I’m trying to SSH in to my instance and I’m a bit of a newbie.
I saw some suggestions online to test my setup by using the flyctl doctor command.

In doing so, I’m failing the wireguard gateway connection.

Is this required, in order for me to SSH in or is this just a coincidental fault which I need not worry about?

My instance is up and running fine, I can access it via the web, I just need to learn how to SSH for my next project because I need to manipulate some files for the docker container.

For reference I’m also getting this fault for ‘fly ssh console --verbose’

Error ssh: can't build tunnel for personal: Post "https://api.fly.io/graphql": http2: server sent GOAWAY and closed the connection; LastStreamID=2147483647, ErrCode=NO_ERROR, debug=""

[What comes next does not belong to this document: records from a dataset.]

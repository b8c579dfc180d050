//! # Ticketdesk Core
//!
//! Core traits and types for the ticketdesk help-desk service.
//!
//! The service is built as a functional core with an imperative shell:
//!
//! - **State**: the help-desk data (tickets, users, sessions)
//! - **Action**: every input to a reducer (commands and the replies they produce)
//! - **Reducer**: pure function `(State, Action, Environment) → (State, Effects)`
//! - **Effect**: a description of follow-up work, executed by the runtime
//! - **Environment**: injected dependencies (clock, token generator)
//!
//! ## Example
//!
//! ```ignore
//! use ticketdesk_core::{effect::Effect, reducer::Reducer, SmallVec};
//!
//! impl Reducer for CounterReducer {
//!     type State = CounterState;
//!     type Action = CounterAction;
//!     type Environment = CounterEnvironment;
//!
//!     fn reduce(
//!         &self,
//!         state: &mut CounterState,
//!         action: CounterAction,
//!         env: &CounterEnvironment,
//!     ) -> SmallVec<[Effect<CounterAction>; 4]> {
//!         state.count += 1;
//!         SmallVec::new()
//!     }
//! }
//! ```

// Re-export commonly used types
pub use chrono::{DateTime, Utc};
pub use serde::{Deserialize, Serialize};
pub use smallvec::{SmallVec, smallvec};

/// Declarative macros for building effects
pub mod effect_macros;

/// Reducer module - the trait holding all business logic
///
/// Reducers are pure functions: `(State, Action, Environment) → (State, Effects)`.
/// They validate the action, update state in place and describe any follow-up
/// work as [`Effect`](crate::effect::Effect) values.
pub mod reducer {
    use super::SmallVec;
    use super::effect::Effect;

    /// The Reducer trait - core abstraction for business logic
    ///
    /// # Type Parameters
    ///
    /// - `State`: The domain state this reducer operates on
    /// - `Action`: The action type this reducer processes
    /// - `Environment`: The injected dependencies this reducer needs
    pub trait Reducer {
        /// The state type this reducer operates on
        type State;

        /// The action type this reducer processes
        type Action;

        /// The environment type with injected dependencies
        type Environment;

        /// Reduce an action into state changes and effects
        ///
        /// The runtime calls this while holding exclusive access to the state,
        /// so every lookup and mutation done here is atomic with respect to
        /// other actions.
        fn reduce(
            &self,
            state: &mut Self::State,
            action: Self::Action,
            env: &Self::Environment,
        ) -> SmallVec<[Effect<Self::Action>; 4]>;
    }
}

/// Effect module - side effect descriptions
///
/// Effects are values returned by reducers. The runtime executes them after
/// the reducer has released the state, and feeds any produced action back
/// through the store.
pub mod effect {
    use std::future::Future;
    use std::pin::Pin;

    /// Effect type - describes a side effect to be executed
    ///
    /// # Type Parameters
    ///
    /// - `Action`: The action type that effects can produce (feedback loop)
    pub enum Effect<Action> {
        /// No-op effect
        None,

        /// Arbitrary async computation
        ///
        /// Returns `Option<Action>` - if Some, the action is broadcast to
        /// observers and fed back into the reducer
        Future(Pin<Box<dyn Future<Output = Option<Action>> + Send>>),
    }

    // Manual Debug implementation since Future doesn't implement Debug
    impl<Action> std::fmt::Debug for Effect<Action> {
        fn fmt(&self, f: &mut std::fmt::Formatter<'_>) -> std::fmt::Result {
            match self {
                Effect::None => write!(f, "Effect::None"),
                Effect::Future(_) => write!(f, "Effect::Future(<future>)"),
            }
        }
    }

    impl<Action> Effect<Action>
    where
        Action: Send + 'static,
    {
        /// Emit `action` as soon as the effect runs
        ///
        /// Used by reducers to publish the outcome of a command to whoever is
        /// waiting on the action broadcast.
        #[must_use]
        pub fn reply(action: Action) -> Self {
            crate::async_effect! { Some(action) }
        }
    }

    impl<Action> Effect<Action> {
        /// Returns `true` for [`Effect::None`]
        #[must_use]
        pub const fn is_none(&self) -> bool {
            matches!(self, Effect::None)
        }
    }
}

/// Environment module - dependency injection traits
///
/// All sources of non-determinism used by reducers sit behind these traits so
/// tests can swap in fixed implementations.
pub mod environment {
    use chrono::{DateTime, Utc};

    /// Clock trait - abstracts time operations for testability
    pub trait Clock: Send + Sync {
        /// Get the current time
        fn now(&self) -> DateTime<Utc>;
    }

    /// Production clock backed by the system time
    #[derive(Debug, Clone, Copy, Default)]
    pub struct SystemClock;

    impl Clock for SystemClock {
        fn now(&self) -> DateTime<Utc> {
            Utc::now()
        }
    }

    /// Source of opaque session tokens
    pub trait TokenGenerator: Send + Sync {
        /// Produce a fresh token
        fn generate(&self) -> String;
    }

    /// Token generator producing `session_<uuid v4>` tokens
    #[derive(Debug, Clone, Copy, Default)]
    pub struct UuidTokenGenerator;

    impl TokenGenerator for UuidTokenGenerator {
        fn generate(&self) -> String {
            format!("session_{}", uuid::Uuid::new_v4())
        }
    }
}

#[cfg(test)]
mod tests {
    use super::effect::Effect;
    use super::environment::{Clock, SystemClock, TokenGenerator, UuidTokenGenerator};

    #[test]
    fn system_clock_moves_forward() {
        let clock = SystemClock;
        let first = clock.now();
        let second = clock.now();
        assert!(second >= first);
    }

    #[test]
    fn uuid_tokens_are_prefixed_and_unique() {
        let tokens = UuidTokenGenerator;
        let a = tokens.generate();
        let b = tokens.generate();
        assert!(a.starts_with("session_"));
        assert_ne!(a, b);
    }

    #[test]
    fn reply_resolves_to_the_action() {
        let effect = Effect::reply(7_u32);
        let Effect::Future(fut) = effect else {
            unreachable!("reply always builds a future effect");
        };
        assert_eq!(tokio_test::block_on(fut), Some(7));
    }

    #[test]
    fn debug_output_names_variant() {
        assert_eq!(format!("{:?}", Effect::<u32>::None), "Effect::None");
        assert!(Effect::<u32>::None.is_none());
        assert_eq!(
            format!("{:?}", Effect::reply(1_u32)),
            "Effect::Future(<future>)"
        );
    }
}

This may be entirely unrelated (again I’m new at this)
The long and the short of my question is, is the wireguard connection referenced from the doctor tool, required for SSH to work?

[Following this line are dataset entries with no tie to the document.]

//! Health check endpoints.
//!
//! `/health` is liveness only. `/ready` reports the store: 503 once it is
//! shutting down, so load balancers drain the instance.

use axum::{Json, extract::State, http::StatusCode};
use serde::Serialize;
use std::collections::BTreeMap;
use ticketdesk_core::reducer::Reducer;
use ticketdesk_runtime::{HealthCheck, HealthStatus, Store};

/// Liveness probe.
///
/// ```text
/// GET /health  ->  200 "ok"
/// ```
#[allow(clippy::unused_async)]
pub async fn health_check() -> (StatusCode, &'static str) {
    (StatusCode::OK, "ok")
}

/// JSON body of the readiness probe.
#[derive(Debug, Clone, PartialEq, Eq, Serialize)]
pub struct HealthResponse {
    /// Component name
    pub component: String,
    /// `healthy`, `degraded` or `unhealthy`
    pub status: String,
    /// Optional detail
    #[serde(skip_serializing_if = "Option::is_none")]
    pub message: Option<String>,
    /// Extra key/value details
    pub metadata: BTreeMap<String, String>,
}

impl From<HealthCheck> for HealthResponse {
    fn from(check: HealthCheck) -> Self {
        Self {
            component: check.component,
            status: check.status.to_string(),
            message: check.message,
            metadata: check.metadata.into_iter().collect(),
        }
    }
}

/// HTTP status for a health level; degraded still serves traffic.
#[must_use]
pub const fn status_code(status: HealthStatus) -> StatusCode {
    match status {
        HealthStatus::Healthy | HealthStatus::Degraded => StatusCode::OK,
        HealthStatus::Unhealthy => StatusCode::SERVICE_UNAVAILABLE,
    }
}

/// Readiness probe backed by [`Store::health`].
///
/// ```text
/// GET /ready
///
/// {
///   "component": "store",
///   "status": "healthy",
///   "metadata": { "observers": "1", "pending_effects": "0" }
/// }
/// ```
#[allow(clippy::unused_async)]
pub async fn readiness<S, A, E, R>(
    State(store): State<Store<S, A, E, R>>,
) -> (StatusCode, Json<HealthResponse>)
where
    R: Reducer<State = S, Action = A, Environment = E> + Clone + Send + Sync + 'static,
    A: Send + Clone + std::fmt::Debug + 'static,
    S: Send + Sync + 'static,
    E: Clone + Send + Sync + 'static,
{
    let health = store.health();
    (status_code(health.status), Json(health.into()))
}

#[cfg(test)]
mod tests {
    use super::*;
    use std::time::Duration;
    use ticketdesk_core::{SmallVec, effect::Effect};

    #[derive(Clone)]
    struct NoopReducer;

    #[derive(Clone, Debug)]
    struct Ping;

    impl Reducer for NoopReducer {
        type State = ();
        type Action = Ping;
        type Environment = ();

        fn reduce(&self, _state: &mut (), _action: Ping, _env: &()) -> SmallVec<[Effect<Ping>; 4]> {
            SmallVec::new()
        }
    }

    #[tokio::test]
    async fn test_simple_health_check() {
        let (status, body) = health_check().await;
        assert_eq!(status, StatusCode::OK);
        assert_eq!(body, "ok");
    }

    #[tokio::test]
    async fn test_readiness_healthy_store() {
        let store = Store::new((), NoopReducer, ());

        let (status, Json(body)) = readiness(State(store)).await;

        assert_eq!(status, StatusCode::OK);
        assert_eq!(body.status, "healthy");
        assert_eq!(body.metadata.get("pending_effects").map(String::as_str), Some("0"));
    }

    #[tokio::test]
    async fn test_readiness_after_shutdown() {
        let store = Store::new((), NoopReducer, ());
        assert!(store.shutdown(Duration::from_millis(100)).await.is_ok());

        let (status, Json(body)) = readiness(State(store)).await;

        assert_eq!(status, StatusCode::SERVICE_UNAVAILABLE);
        assert_eq!(body.status, "unhealthy");
        assert!(body.message.is_some());
    }
}
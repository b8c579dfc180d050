//! Help-desk HTTP server.
//!
//! # Usage
//!
//! ```bash
//! PORT=8080 WORKER_THREADS=10 cargo run --bin server
//! ```
//!
//! # Example Requests
//!
//! ```bash
//! # Log in as the demo developer
//! curl -X POST http://localhost:8080/api/v1/auth/login \
//!   -H "Content-Type: application/json" -d '{"userID": 1}'
//!
//! # List tickets
//! curl http://localhost:8080/api/v1/tickets
//!
//! # Move a ticket along
//! curl -X PATCH http://localhost:8080/api/v1/tickets/1001/status \
//!   -H "Content-Type: application/json" -d '{"newStatus": "ASSIGNED"}'
//! ```

use anyhow::Context;
use ticketdesk_runtime::metrics::MetricsExporter;
use ticketdesk_server::{
    AppState, Config, DeskEnvironment, activity, build_router, build_store, metrics, seed,
};
use tokio::signal;
use tracing::{info, warn};
use tracing_subscriber::{layer::SubscriberExt, util::SubscriberInitExt};

fn main() -> anyhow::Result<()> {
    dotenvy::dotenv().ok();
    let config = Config::from_env();

    tracing_subscriber::registry()
        .with(
            tracing_subscriber::EnvFilter::try_from_default_env()
                .unwrap_or_else(|_| format!("{},ticketdesk_server=debug", config.server.log_level).into()),
        )
        .with(tracing_subscriber::fmt::layer())
        .init();

    let runtime = tokio::runtime::Builder::new_multi_thread()
        .worker_threads(config.server.worker_threads)
        .thread_name("ticketdesk-worker")
        .enable_all()
        .build()
        .context("Failed to build the Tokio runtime")?;

    runtime.block_on(run(config))
}

async fn run(config: Config) -> anyhow::Result<()> {
    info!(
        bind = %config.bind_address(),
        workers = config.server.worker_threads,
        metrics = config.metrics_enabled,
        seed = config.seed_demo_data,
        "Starting help-desk server"
    );

    let mut exporter = MetricsExporter::new();
    if config.metrics_enabled {
        exporter.install().context("Failed to install metrics exporter")?;
        metrics::register_desk_metrics();
    }

    let store = build_store(&config, DeskEnvironment::production());
    let activity_logger = activity::spawn(&store);

    if config.seed_demo_data {
        let count = seed::load(&store, config.request_timeout())
            .await
            .context("Failed to load demo data")?;
        info!(commands = count, "Demo data ready");
    }

    let state = AppState::new(store.clone(), config.request_timeout(), exporter);
    let app = build_router(state);

    let listener = tokio::net::TcpListener::bind(config.bind_address())
        .await
        .with_context(|| format!("Failed to bind {}", config.bind_address()))?;
    info!("Server listening on http://{}", config.bind_address());

    axum::serve(listener, app)
        .with_graceful_shutdown(shutdown_signal())
        .await
        .context("HTTP server failed")?;

    info!("HTTP server stopped, draining the store");
    if let Err(error) = store.shutdown(config.shutdown_timeout()).await {
        warn!(%error, "Store did not drain in time");
    }

    drop(store);
    activity_logger.abort();
    info!("Shutdown complete");
    Ok(())
}

async fn shutdown_signal() {
    let ctrl_c = async {
        if let Err(error) = signal::ctrl_c().await {
            warn!(%error, "Failed to listen for Ctrl+C");
            std::future::pending::<()>().await;
        }
    };

    #[cfg(unix)]
    let terminate = async {
        match signal::unix::signal(signal::unix::SignalKind::terminate()) {
            Ok(mut stream) => {
                stream.recv().await;
            }
            Err(error) => {
                warn!(%error, "Failed to listen for SIGTERM");
                std::future::pending::<()>().await;
            }
        }
    };

    #[cfg(not(unix))]
    let terminate = std::future::pending::<()>();

    tokio::select! {
        () = ctrl_c => info!("Received Ctrl+C"),
        () = terminate => info!("Received SIGTERM"),
    }
}
//! Declarative macros for ergonomic effect construction

/// Create an `Effect::Future` from an async block
///
/// The block evaluates to `Option<Action>`; `Some` is fed back into the store.
///
/// # Example
///
/// ```rust
/// use ticketdesk_core::{async_effect, effect::Effect};
///
/// let effect: Effect<u32> = async_effect! {
///     Some(42)
/// };
/// assert!(matches!(effect, Effect::Future(_)));
/// ```
#[macro_export]
macro_rules! async_effect {
    ($($body:tt)*) => {
        $crate::effect::Effect::Future(
            ::std::boxed::Box::pin(async move { $($body)* })
        )
    };
}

There are a couple of ways you can ssh into a fly instance. Firstly, there’s fly ssh – which it seems like you’re having trouble with, based on the error message you posted.

I’d definitely recommend creating a new wireguard connection (fly wireguard reset ; fly wireguard remove) and retrying fly ssh. If you’re still running into issues, then you might try just setting up a static wireguard connection and using your system’s ssh client over that connection (something like ssh user@app-name.internal or ssh user@app-6pn-ipv6-address)

1 Like

Thanks for the help, I ended up doing this and it worked. Also the agent needed restarting for an odd reason. (is it flakey? it’s need to be restarted more than once)

Otherwise it’s fine.

Also the agent needed restarting for an odd reason. (is it flakey? it’s need to be restarted more than once)

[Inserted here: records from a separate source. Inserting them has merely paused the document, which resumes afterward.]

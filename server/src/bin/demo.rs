//! Console walkthrough of the ticket model.
//!
//! Builds tickets with text, image, video and composite descriptions, edits
//! them, walks the status lifecycle and prints both the on-screen rendering
//! and the PDF-text export of each description.
//!
//! ```bash
//! cargo run --bin demo
//! ```

use anyhow::Context;
use ticketdesk_core::environment::{Clock, SystemClock};
use ticketdesk_domain::{ContentNode, Permission, Ticket, TicketId, TicketStatus, User, UserId};

fn section(title: &str) {
    let rule = "-".repeat(62);
    println!("\n{rule}\n{title}\n{rule}\n");
}

fn show(ticket: &Ticket) {
    println!("-> On screen:");
    println!("{}", ticket.summary());
    println!("{}", ticket.description().display());
    println!("-> PDF export:");
    println!("{}", ticket.export());
}

#[allow(clippy::too_many_lines)]
fn main() -> anyhow::Result<()> {
    let clock = SystemClock;
    let banner = "=".repeat(62);
    println!("{banner}\n   Help-desk ticket model walkthrough\n{banner}");

    let developer = User::new(UserId::new(1), "Utilisateur1", "utilisateur1@uqac.ca", "Developpeur");
    let tester = User::new(UserId::new(2), "Utilisateur2", "utilisateur2@uqac.ca", "Testeur");
    let admin = User::admin(UserId::new(100), "Utilisateur3", "utilisateur3@uqac.ca");

    section("1. Plain text description");
    let text_ticket = Ticket::new(
        TicketId::new(1001),
        "Bug critique - Crash a la connexion",
        ContentNode::text(
            "L'application crash lorsqu'on clique sur le bouton de connexion apres 3 tentatives echouees.",
        ),
        "Haute",
        developer.id,
        clock.now(),
    );
    show(&text_ticket);

    section("2. Image with caption");
    let image_ticket = Ticket::new(
        TicketId::new(2002),
        "Amelioration UI",
        ContentNode::image("/captures/ui_mobile.png", "Boutons trop petits sur mobile"),
        "Moyenne",
        developer.id,
        clock.now(),
    );
    show(&image_ticket);

    section("3. Video");
    let video_ticket = Ticket::new(
        TicketId::new(2003),
        "Bug - Reproduction en video",
        ContentNode::video("/videos/crash_repro.mp4", 95),
        "Haute",
        tester.id,
        clock.now(),
    );
    show(&video_ticket);

    section("4. Composite description (text + image + text + video)");
    let mut rich = ContentNode::composite(Vec::new());
    rich.push(ContentNode::text(
        "Probleme de validation du code 2FA apres plusieurs tentatives.",
    ))?;
    rich.push(ContentNode::image("/captures/2fa_error.png", "Ecran d'erreur 2FA"))?;
    rich.push(ContentNode::text("Le code est refuse meme lorsqu'il est valide."))?;
    rich.push(ContentNode::video("/videos/demo_bug.mp4", 125))?;
    let mut composite_ticket = Ticket::new(
        TicketId::new(2004),
        "Bug 2FA - Description complete",
        rich,
        "Critique",
        tester.id,
        clock.now(),
    );
    show(&composite_ticket);

    section("5. Replacing a description");
    let mut docs_ticket = Ticket::new(
        TicketId::new(2005),
        "Documentation manquante",
        ContentNode::text("Il manque des exemples dans la documentation de l'API"),
        "Basse",
        tester.id,
        clock.now(),
    );
    println!("{}", docs_ticket.description().display());
    docs_ticket.set_description(
        ContentNode::composite([
            ContentNode::text("Il manque des exemples dans la documentation de l'API"),
            ContentNode::image("/doc/api_missing_example1.png", "Section 3.2 incomplete"),
            ContentNode::image("/doc/api_missing_example2.png", "Section 4.1 incomplete"),
        ]),
        clock.now(),
    );
    println!("[OK] Description replaced\n");
    println!("{}", docs_ticket.description().display());

    section("6. Assignment and comments");
    if admin.has_permission(Permission::AssignTicket) {
        composite_ticket.assign(developer.id, clock.now());
        println!("{} assigned #{} to {}", admin.name, composite_ticket.id(), developer.name);
    }
    for comment in [
        "Investigation en cours - logs analyses",
        "Bug reproduit en environnement de test",
        "Correctif applique - en attente de validation",
    ] {
        composite_ticket.add_comment(comment, clock.now())?;
    }
    composite_ticket
        .change_status(Some(TicketStatus::InValidation), clock.now())
        .context("Assigned -> In validation should be legal")?;
    println!("Comments on #{}:", composite_ticket.id());
    for (index, comment) in composite_ticket.comments().iter().enumerate() {
        println!("  {}. {comment}", index + 1);
    }

    section("7. Status transitions");
    let status = composite_ticket.status();
    let allowed: Vec<_> = status
        .allowed_successors()
        .iter()
        .map(|s| s.display_name())
        .collect();
    println!("Current status of #{}: {status}", composite_ticket.id());
    println!("Allowed transitions: {}", allowed.join(", "));

    composite_ticket
        .change_status(Some(TicketStatus::Done), clock.now())
        .context("In validation -> Done should be legal")?;
    println!("[OK] Moved to {}\n", composite_ticket.status());

    println!("Trying an illegal transition (Done -> Open)...");
    match composite_ticket.change_status(Some(TicketStatus::Open), clock.now()) {
        Ok(_) => println!("[UNEXPECTED] Transition accepted"),
        Err(error) => println!("[ERROR] Transition refused: {error}"),
    }

    section("8. Administrators are regular users with full access");
    let admin_ticket = Ticket::new(
        TicketId::new(2006),
        "Nouvelle fonctionnalite admin",
        ContentNode::text("Les administrateurs peuvent creer des tickets directement"),
        "Moyenne",
        admin.id,
        clock.now(),
    );
    println!(
        "[OK] {} (admin: {}) opened #{} - status {}",
        admin.name,
        admin.is_admin,
        admin_ticket.id(),
        admin_ticket.status()
    );

    section("9. Overview");
    for ticket in [
        &text_ticket,
        &image_ticket,
        &video_ticket,
        &composite_ticket,
        &docs_ticket,
        &admin_ticket,
    ] {
        println!("{}", ticket.summary());
    }

    println!("\n{banner}\n   Walkthrough complete\n{banner}");
    Ok(())
}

It’s hard to say-- its performance can depend on a lot of local factors. But if you’re having problems with the agent you can take a closer look by running fly agent stop; fly agent run to get it to print its logs to stdout.

If you capture this while it’s misbehaving, it should help pinpoint the problem better.

As a general troubleshooting step for local flyctl connectivity, you could try using websockets (fly wireguard websockets enable), for the case where UDP is misbehaving on its way to our edge from your agent.